_Exercise details_
Each line from the one containing "#[derive(Debug, Clone, Default, Serialize, Deserialize)]" to the end of the records should be copied exactly, and no other line.
◆ ◆ ◆ ◆ ◆
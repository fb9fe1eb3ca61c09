//! Result types produced by a pipeline run.

use crate::pipeline::pin::PinnedFile;
use serde::{Deserialize, Serialize};

/// Everything a successful run produced.
#[derive(Debug, Clone, Serialize, Deserialize)]
pub struct PipelineOutput {
    /// The uploaded document, as pinned.
    pub original: PinnedFile,
    /// The generated document, as pinned.
    pub generated: PinnedFile,
    pub stats: PipelineStats,
}

/// Sizes and timings of one run.
#[derive(Debug, Clone, Default, Serialize, Deserialize)]
pub struct PipelineStats {
    pub extracted_chars: usize,
    pub generated_chars: usize,
    pub generated_pages: usize,
    pub input_tokens: usize,
    pub output_tokens: usize,
    pub extract_duration_ms: u64,
    pub generate_duration_ms: u64,
    pub render_duration_ms: u64,
    pub publish_duration_ms: u64,
    pub total_duration_ms: u64,
}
◆ ◆ ◆ ◆ ◆
_Answer for the task_
#[derive(Debug, Clone, Default, Serialize, Deserialize)]
pub struct PipelineStats {
    pub extracted_chars: usize,
    pub generated_chars: usize,
    pub generated_pages: usize,
    pub input_tokens: usize,
    pub output_tokens: usize,
    pub extract_duration_ms: u64,
    pub generate_duration_ms: u64,
    pub render_duration_ms: u64,
    pub publish_duration_ms: u64,
    pub total_duration_ms: u64,
}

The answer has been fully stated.